Er gilt als sperrig, schwer zugänglich und wenig marktgerecht: Eigentlich genügend Abschreckungspotential, ein Buch des Autors Hans Erich Nossack (1901 – 1977) gar nicht erst in die Hand zu nehmen, der denn auch durch Sartres Vermittlung und Veröffentlichungen in Frankreich bekannter war als in Deutschland (1973 erhielt er den Prix Pour le Mérite). Nossack nicht zu lesen hieße allerdings, einen der größten deutschen Prosaisten des vergangenen Jahrhunderts zu verpassen.

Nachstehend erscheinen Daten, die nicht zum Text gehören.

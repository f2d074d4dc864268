use pathviz_core::Grid;

use crate::engine::{Engine, NO_PARENT};

impl Engine {
    /// Mark the reconstructed path on the board.
    ///
    /// Walks the predecessor chain from the goal's parent toward the
    /// start, marking every cell strictly between the endpoints `Path`
    /// and invoking `on_step` once per marked cell. The endpoints keep
    /// their own states; adjacent endpoints mark nothing.
    pub(crate) fn reconstruct(&self, grid: &Grid, goal_idx: usize, on_step: &mut impl FnMut()) {
        let mut ci = self.nodes[goal_idx].parent;
        while ci != NO_PARENT && self.nodes[ci].parent != NO_PARENT {
            grid.mark_path(self.point(ci));
            on_step();
            ci = self.nodes[ci].parent;
        }
    }
}
//! pathviz — interactive grid pathfinding visualizer for the terminal.
//!
//! Paint a board with the mouse (the first click places the start, the
//! second the goal, later ones draw barriers; right-click erases), pick an
//! algorithm with `a` (A*) or `d` (Dijkstra), and press space to watch the
//! search explore the board step by step.

mod app;

use app::App;

fn main() -> Result<(), Box<dyn std::error::Error>> {
    let mut app = App::new();
    app.run()?;
    Ok(())
}
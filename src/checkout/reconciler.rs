//! Payment reconciliation.
//!
//! Pulls the gateway's view of a checkout session and folds it into the
//! order: paid sessions are marked paid and credited, sessions that can no
//! longer be paid expire the order, and everything else is left pending
//! until the deadline.

use chrono::{DateTime, Utc};
use serde::Serialize;
use std::collections::HashMap;
use std::sync::atomic::{AtomicU64, Ordering};
use std::sync::{Arc, Mutex};
use std::time::Duration;
use thiserror::Error;
use tokio::sync::oneshot;
use tokio::task::JoinHandle;
use tracing::{debug, error, info, instrument, warn};

use super::countdown::ExpiryCountdown;
use super::gateway::{interpret, CheckoutGateway, PaymentVerdict, SessionSnapshot};
use super::order::{points_for, Order, OrderId, PaymentStatus};
use super::order_store::{
    ExpiryReason, MarkExpiredOutcome, MarkPaidOutcome, OrderStore, PointCredit,
};
use super::KeySet;
use crate::checkout_counter_inc;
use crate::store::StoreError;

#[derive(Debug, Error)]
pub enum ReconcileError {
    #[error("order not found: {0}")]
    OrderNotFound(OrderId),
    #[error(transparent)]
    Store(#[from] StoreError),
}

#[derive(Debug, Clone, PartialEq, Eq, Serialize)]
#[serde(tag = "outcome", rename_all = "snake_case")]
pub enum CheckOutcome {
    Paid {
        points_earned: u32,
        credit: PointCredit,
    },
    AlreadyPaid,
    Pending {
        expires_at: Option<DateTime<Utc>>,
    },
    Expired,
    /// Another check for the same order is running.
    InFlight,
    /// The gateway could not be asked; the order was not touched.
    StatusUnknown {
        reason: String,
    },
}

impl CheckOutcome {
    /// Nothing further can change for the order.
    pub fn is_terminal(&self) -> bool {
        matches!(
            self,
            CheckOutcome::Paid { .. } | CheckOutcome::AlreadyPaid | CheckOutcome::Expired
        )
    }
}

#[derive(Debug, Clone, PartialEq, Eq, Serialize)]
#[serde(tag = "result", rename_all = "snake_case")]
pub enum ResumeOutcome {
    /// The session is still open at `checkout_url`.
    Open {
        checkout_url: String,
        expires_at: Option<DateTime<Utc>>,
    },
    Settled(CheckOutcome),
}

#[derive(Debug, Clone)]
pub struct ReconcilerSettings {
    /// Pause before asking the gateway, so a just-completed payment settles.
    pub settle_delay: Duration,
    pub poll_interval: Duration,
    /// Checks after the first one.
    pub max_poll_attempts: u32,
}

impl Default for ReconcilerSettings {
    fn default() -> Self {
        Self {
            settle_delay: Duration::from_secs(2),
            poll_interval: Duration::from_secs(10),
            max_poll_attempts: 12,
        }
    }
}

struct Poll {
    generation: u64,
    cancel: oneshot::Sender<()>,
}

#[derive(Clone)]
pub struct PaymentReconciler {
    orders: Arc<OrderStore>,
    gateway: Arc<dyn CheckoutGateway>,
    countdown: ExpiryCountdown,
    settings: ReconcilerSettings,
    in_flight: KeySet<OrderId>,
    polls: Arc<Mutex<HashMap<OrderId, Poll>>>,
    generation: Arc<AtomicU64>,
}

impl PaymentReconciler {
    pub fn new(
        orders: Arc<OrderStore>,
        gateway: Arc<dyn CheckoutGateway>,
        countdown: ExpiryCountdown,
        settings: ReconcilerSettings,
    ) -> Self {
        Self {
            orders,
            gateway,
            countdown,
            settings,
            in_flight: KeySet::new(),
            polls: Arc::new(Mutex::new(HashMap::new())),
            generation: Arc::new(AtomicU64::new(0)),
        }
    }

    /// Reconcile one order against its checkout session.
    #[instrument(skip(self), fields(order_id = %order_id, session_id = %session_id))]
    pub async fn check_status(
        &self,
        order_id: &OrderId,
        session_id: &str,
    ) -> Result<CheckOutcome, ReconcileError> {
        let Some(_guard) = self.in_flight.try_claim(order_id) else {
            debug!("Status check already running");
            return Ok(CheckOutcome::InFlight);
        };

        let order = self
            .orders
            .get(order_id)
            .await?
            .ok_or_else(|| ReconcileError::OrderNotFound(order_id.clone()))?;
        match order.effective_payment_status() {
            PaymentStatus::Paid => {
                self.countdown.stop(order_id);
                return Ok(CheckOutcome::AlreadyPaid);
            }
            PaymentStatus::Expired => return Ok(CheckOutcome::Expired),
            PaymentStatus::Unpaid => {}
        }

        if !self.settings.settle_delay.is_zero() {
            tokio::time::sleep(self.settings.settle_delay).await;
        }

        checkout_counter_inc!("checkout.reconcile.checks");
        let snapshot = match self.gateway.retrieve_session(session_id).await {
            Ok(snapshot) => snapshot,
            Err(e) => {
                warn!(error = %e, "Could not retrieve checkout session");
                return Ok(CheckOutcome::StatusUnknown {
                    reason: e.to_string(),
                });
            }
        };
        self.settle(order_id, &order, &snapshot).await
    }

    /// Hand back the hosted checkout page of an unpaid order so the customer
    /// can finish paying. A session that already settled is reconciled
    /// instead.
    #[instrument(skip(self), fields(order_id = %order_id, session_id = %session_id))]
    pub async fn resume_payment(
        &self,
        order_id: &OrderId,
        session_id: &str,
    ) -> Result<ResumeOutcome, ReconcileError> {
        let Some(_guard) = self.in_flight.try_claim(order_id) else {
            return Ok(ResumeOutcome::Settled(CheckOutcome::InFlight));
        };

        let order = self
            .orders
            .get(order_id)
            .await?
            .ok_or_else(|| ReconcileError::OrderNotFound(order_id.clone()))?;
        match order.effective_payment_status() {
            PaymentStatus::Paid => return Ok(ResumeOutcome::Settled(CheckOutcome::AlreadyPaid)),
            PaymentStatus::Expired => return Ok(ResumeOutcome::Settled(CheckOutcome::Expired)),
            PaymentStatus::Unpaid => {}
        }

        let snapshot = match self.gateway.retrieve_session(session_id).await {
            Ok(snapshot) => snapshot,
            Err(e) => {
                warn!(error = %e, "Could not retrieve checkout session");
                return Ok(ResumeOutcome::Settled(CheckOutcome::StatusUnknown {
                    reason: e.to_string(),
                }));
            }
        };

        let outcome = self.settle(order_id, &order, &snapshot).await?;
        match (outcome, snapshot.checkout_url) {
            (CheckOutcome::Pending { expires_at }, Some(checkout_url)) => {
                info!("Resuming payment");
                Ok(ResumeOutcome::Open {
                    checkout_url,
                    expires_at,
                })
            }
            (CheckOutcome::Pending { .. }, None) => {
                Ok(ResumeOutcome::Settled(CheckOutcome::StatusUnknown {
                    reason: "checkout session has no checkout url".into(),
                }))
            }
            (outcome, _) => Ok(ResumeOutcome::Settled(outcome)),
        }
    }

    async fn settle(
        &self,
        order_id: &OrderId,
        order: &Order,
        snapshot: &SessionSnapshot,
    ) -> Result<CheckOutcome, ReconcileError> {
        let verdict = interpret(snapshot);
        debug!(session_status = %snapshot.status, verdict = ?verdict, "Session interpreted");
        match verdict {
            PaymentVerdict::Paid => {
                let points_earned = points_for(&order.items);
                let outcome = self
                    .orders
                    .mark_paid(order_id, &snapshot.payment_ref(), points_earned)
                    .await?;
                self.countdown.stop(order_id);
                match outcome {
                    MarkPaidOutcome::Paid { credit } => {
                        info!(points_earned, "Payment confirmed");
                        Ok(CheckOutcome::Paid {
                            points_earned,
                            credit,
                        })
                    }
                    MarkPaidOutcome::AlreadyPaid => Ok(CheckOutcome::AlreadyPaid),
                    MarkPaidOutcome::NotPayable { status } => {
                        error!(
                            status = %status,
                            payment_ref = %snapshot.payment_ref(),
                            "Payment received for an order that is no longer payable; needs manual follow-up"
                        );
                        checkout_counter_inc!("checkout.reconcile.paid_after_expiry");
                        Ok(CheckOutcome::Expired)
                    }
                }
            }
            PaymentVerdict::Failed => self.expire(order_id, ExpiryReason::GatewayFailed).await,
            PaymentVerdict::Pending => match order.payment_expiry_time {
                Some(expires_at) if expires_at <= Utc::now() => {
                    self.expire(order_id, ExpiryReason::Deadline).await
                }
                expires_at => Ok(CheckOutcome::Pending { expires_at }),
            },
        }
    }

    async fn expire(
        &self,
        order_id: &OrderId,
        reason: ExpiryReason,
    ) -> Result<CheckOutcome, ReconcileError> {
        let outcome = match self.orders.mark_expired(order_id, reason).await? {
            MarkExpiredOutcome::Expired | MarkExpiredOutcome::AlreadyExpired => CheckOutcome::Expired,
            MarkExpiredOutcome::AlreadyPaid => CheckOutcome::AlreadyPaid,
            MarkExpiredOutcome::NotYetDue { expires_at } => {
                return Ok(CheckOutcome::Pending {
                    expires_at: Some(expires_at),
                })
            }
        };
        self.countdown.stop(order_id);
        Ok(outcome)
    }

    fn polls(&self) -> std::sync::MutexGuard<'_, HashMap<OrderId, Poll>> {
        self.polls.lock().unwrap_or_else(|e| e.into_inner())
    }

    /// Check now, then every poll interval until the order settles or the
    /// attempts run out. Replaces any poll already running for the order.
    pub fn start_polling(&self, order_id: OrderId, session_id: String) -> JoinHandle<()> {
        let generation = self.generation.fetch_add(1, Ordering::Relaxed);
        let (cancel, mut cancelled) = oneshot::channel();
        if let Some(prev) = self.polls().insert(order_id.clone(), Poll { generation, cancel }) {
            let _ = prev.cancel.send(());
        }

        let this = self.clone();
        tokio::spawn(async move {
            for attempt in 0..=this.settings.max_poll_attempts {
                if attempt > 0 {
                    tokio::select! {
                        _ = &mut cancelled => {
                            debug!(order_id = %order_id, attempt, "Polling cancelled");
                            return;
                        }
                        _ = tokio::time::sleep(this.settings.poll_interval) => {}
                    }
                }

                match this.check_status(&order_id, &session_id).await {
                    Ok(outcome) if outcome.is_terminal() => {
                        debug!(order_id = %order_id, attempt, outcome = ?outcome, "Polling finished");
                        break;
                    }
                    Ok(outcome) => {
                        debug!(order_id = %order_id, attempt, outcome = ?outcome, "Payment still open")
                    }
                    Err(e) => {
                        warn!(order_id = %order_id, attempt, error = %e, "Polling stopped");
                        break;
                    }
                }
            }

            let mut polls = this.polls();
            if polls.get(&order_id).is_some_and(|p| p.generation == generation) {
                polls.remove(&order_id);
            }
        })
    }

    /// Stop polling `order_id`; a check already running completes.
    pub fn cancel_polling(&self, order_id: &OrderId) -> bool {
        match self.polls().remove(order_id) {
            Some(poll) => {
                let _ = poll.cancel.send(());
                true
            }
            None => false,
        }
    }

    pub fn is_polling(&self, order_id: &OrderId) -> bool {
        self.polls().contains_key(order_id)
    }

    /// Cancel every poll and countdown.
    pub fn shutdown(&self) {
        let polls: Vec<Poll> = self.polls().drain().map(|(_, p)| p).collect();
        let cancelled = polls.len();
        for poll in polls {
            let _ = poll.cancel.send(());
        }
        let timers = self.countdown.stop_all();
        info!(polls = cancelled, timers, "Reconciler shut down");
    }

    pub fn countdown(&self) -> &ExpiryCountdown {
        &self.countdown
    }
}
// Checkout core: pricing, vouchers, orders and payment reconciliation

pub mod cart;
pub mod countdown;
pub mod gateway;
pub mod merchant;
pub mod order;
pub mod order_store;
pub mod pricing;
pub mod reconciler;
pub mod service;
pub mod voucher;

#[cfg(test)]
pub(crate) mod testing;

use std::collections::HashSet;
use std::hash::Hash;
use std::sync::{Arc, Mutex};

pub use self::cart::{Cart, CartItem, CustomerSession, Identity};
pub use self::countdown::ExpiryCountdown;
pub use self::gateway::{CheckoutGateway, GatewayError};
pub use self::order::{Order, OrderId, PaymentMethod, PaymentStatus};
pub use self::order_store::OrderStore;
pub use self::reconciler::{CheckOutcome, PaymentReconciler, ResumeOutcome};
pub use self::service::{CheckoutError, CheckoutService, PlacedOrder};

/// Set of keys with an operation in progress.
#[derive(Debug)]
pub(crate) struct KeySet<K> {
    inner: Arc<Mutex<HashSet<K>>>,
}

impl<K> Clone for KeySet<K> {
    fn clone(&self) -> Self {
        Self {
            inner: Arc::clone(&self.inner),
        }
    }
}

impl<K: Eq + Hash + Clone> KeySet<K> {
    pub(crate) fn new() -> Self {
        Self {
            inner: Arc::new(Mutex::new(HashSet::new())),
        }
    }

    /// Claim `key`; `None` while another holder has it. The claim is
    /// released when the guard drops.
    pub(crate) fn try_claim(&self, key: &K) -> Option<KeyGuard<K>> {
        let mut keys = self.inner.lock().unwrap_or_else(|e| e.into_inner());
        if !keys.insert(key.clone()) {
            return None;
        }
        Some(KeyGuard {
            set: Arc::clone(&self.inner),
            key: key.clone(),
        })
    }

    #[cfg(test)]
    pub(crate) fn contains(&self, key: &K) -> bool {
        self.inner
            .lock()
            .unwrap_or_else(|e| e.into_inner())
            .contains(key)
    }
}

pub(crate) struct KeyGuard<K: Eq + Hash> {
    set: Arc<Mutex<HashSet<K>>>,
    key: K,
}

impl<K: Eq + Hash> Drop for KeyGuard<K> {
    fn drop(&mut self) {
        self.set
            .lock()
            .unwrap_or_else(|e| e.into_inner())
            .remove(&self.key);
    }
}

#[cfg(test)]
mod tests {
    use super::*;

    #[test]
    fn test_key_set_releases_on_drop() {
        let set: KeySet<String> = KeySet::new();
        let key = "order-1".to_string();

        let guard = set.try_claim(&key).unwrap();
        assert!(set.try_claim(&key).is_none());
        assert!(set.contains(&key));

        drop(guard);
        assert!(!set.contains(&key));
        assert!(set.try_claim(&key).is_some());
    }
}
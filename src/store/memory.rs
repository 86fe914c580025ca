// In-memory document store

use async_trait::async_trait;
use serde_json::Value;
use std::collections::BTreeMap;
use tokio::sync::{broadcast, RwLock};
use tracing::debug;

use super::{
    field_matches, merge_fields, DocPath, DocumentChange, DocumentStore, StoreError, TxnContext,
    TxnFn,
};

const DEFAULT_CHANNEL_CAPACITY: usize = 256;

/// Document store held in process memory.
///
/// Transactions run under the writer lock, so they are serializable and
/// never need a retry.
pub struct MemoryStore {
    docs: RwLock<BTreeMap<DocPath, Value>>,
    tx: broadcast::Sender<DocumentChange>,
}

impl MemoryStore {
    pub fn new() -> Self {
        let (tx, _rx) = broadcast::channel(DEFAULT_CHANNEL_CAPACITY);
        Self {
            docs: RwLock::new(BTreeMap::new()),
            tx,
        }
    }

    pub async fn len(&self) -> usize {
        self.docs.read().await.len()
    }

    fn notify(&self, path: DocPath, data: Value) {
        // No subscribers is not an error
        let _ = self.tx.send(DocumentChange { path, data });
    }
}

impl Default for MemoryStore {
    fn default() -> Self {
        Self::new()
    }
}

struct StagedTxn<'a> {
    base: &'a BTreeMap<DocPath, Value>,
    writes: BTreeMap<DocPath, Value>,
}

impl TxnContext for StagedTxn<'_> {
    fn get(&mut self, path: &DocPath) -> Result<Option<Value>, StoreError> {
        Ok(self
            .writes
            .get(path)
            .or_else(|| self.base.get(path))
            .cloned())
    }

    fn set(&mut self, path: &DocPath, data: Value) -> Result<(), StoreError> {
        self.writes.insert(path.clone(), data);
        Ok(())
    }

    fn update(&mut self, path: &DocPath, fields: Value) -> Result<(), StoreError> {
        let mut current = self
            .get(path)?
            .ok_or_else(|| StoreError::NotFound(path.clone()))?;
        merge_fields(path, &mut current, fields)?;
        self.writes.insert(path.clone(), current);
        Ok(())
    }
}

#[async_trait]
impl DocumentStore for MemoryStore {
    async fn get(&self, path: &DocPath) -> Result<Option<Value>, StoreError> {
        Ok(self.docs.read().await.get(path).cloned())
    }

    async fn set(&self, path: &DocPath, data: Value) -> Result<(), StoreError> {
        self.docs.write().await.insert(path.clone(), data.clone());
        self.notify(path.clone(), data);
        Ok(())
    }

    async fn update(&self, path: &DocPath, fields: Value) -> Result<(), StoreError> {
        let merged = {
            let mut docs = self.docs.write().await;
            let doc = docs
                .get_mut(path)
                .ok_or_else(|| StoreError::NotFound(path.clone()))?;
            merge_fields(path, doc, fields)?;
            doc.clone()
        };
        self.notify(path.clone(), merged);
        Ok(())
    }

    async fn query(
        &self,
        collection: &str,
        field: &str,
        value: &Value,
    ) -> Result<Vec<(String, Value)>, StoreError> {
        let docs = self.docs.read().await;
        Ok(docs
            .iter()
            .filter(|(path, doc)| path.collection == collection && field_matches(doc, field, value))
            .map(|(path, doc)| (path.id.clone(), doc.clone()))
            .collect())
    }

    async fn transaction(&self, op: &mut TxnFn<'_>) -> Result<Value, StoreError> {
        let mut docs = self.docs.write().await;
        let (out, writes) = {
            let mut staged = StagedTxn {
                base: &docs,
                writes: BTreeMap::new(),
            };
            let out = op(&mut staged)?;
            (out, staged.writes)
        };

        debug!(writes = writes.len(), "Committing in-memory transaction");
        for (path, data) in writes {
            docs.insert(path.clone(), data.clone());
            self.notify(path, data);
        }
        Ok(out)
    }

    fn subscribe(&self) -> broadcast::Receiver<DocumentChange> {
        self.tx.subscribe()
    }
}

Heute ist in der literarischen Öffentlichkeit kaum mehr die Rede von ihm. Schade, denn man muss sich weit umsehen, um einen Erzähler solchen Ranges zu finden: Freilich, mit schnellem Querlesen ist es bei ihm nicht getan, der so lange Zeit ein „Doppelleben“ als Hamburger Kaufmann und Schriftsteller führte. Man muss sich einlassen wollen auf seine leise bohrend auf den Punkt geschriebene Prosa und den hintergründigen Humor.

Seine Jugend als Kaufmannssohn in Hamburg hätte unbeschwert sein können, wäre er nicht seit seinem 6. Lebensjahr von seiner Mutter als ein unehrliches und diebisches Wesen hingestellt worden, wie er 1952 im Tagebuch festhält. Seine 1922 oder 1923 im Korps erworbenen Schmisse lassen den oft an sich selbst zweifelnden und wenig „betriebskonformen“ Autor arrogant erscheinen – was er nie war. Seine Korpszeit in Jena und die Folgen dieser Jahre, nachzulesen in der großen Erzählung „Die Schalttafel“, sind ein einziger Irrtum, wie Nossack allmählich feststellt. Rigoros – für ihn selbst überraschend schnell – kehrt er seinem damaligen Leben den Rücken, verzichtet auf alle finanziellen Zuwendungen von zu Hause und stellt sich auf die eigenen Füße: „Fast wäre ich ins Kriminelle abgesunken.“ (Tagebucheintrag von 1963). Von 1930 bis 1933 ist er aktives KPD-Mitglied, in seiner Wohnung geht der namhafte, 1936 ermordete KPD-Politiker Edgar André ein und aus…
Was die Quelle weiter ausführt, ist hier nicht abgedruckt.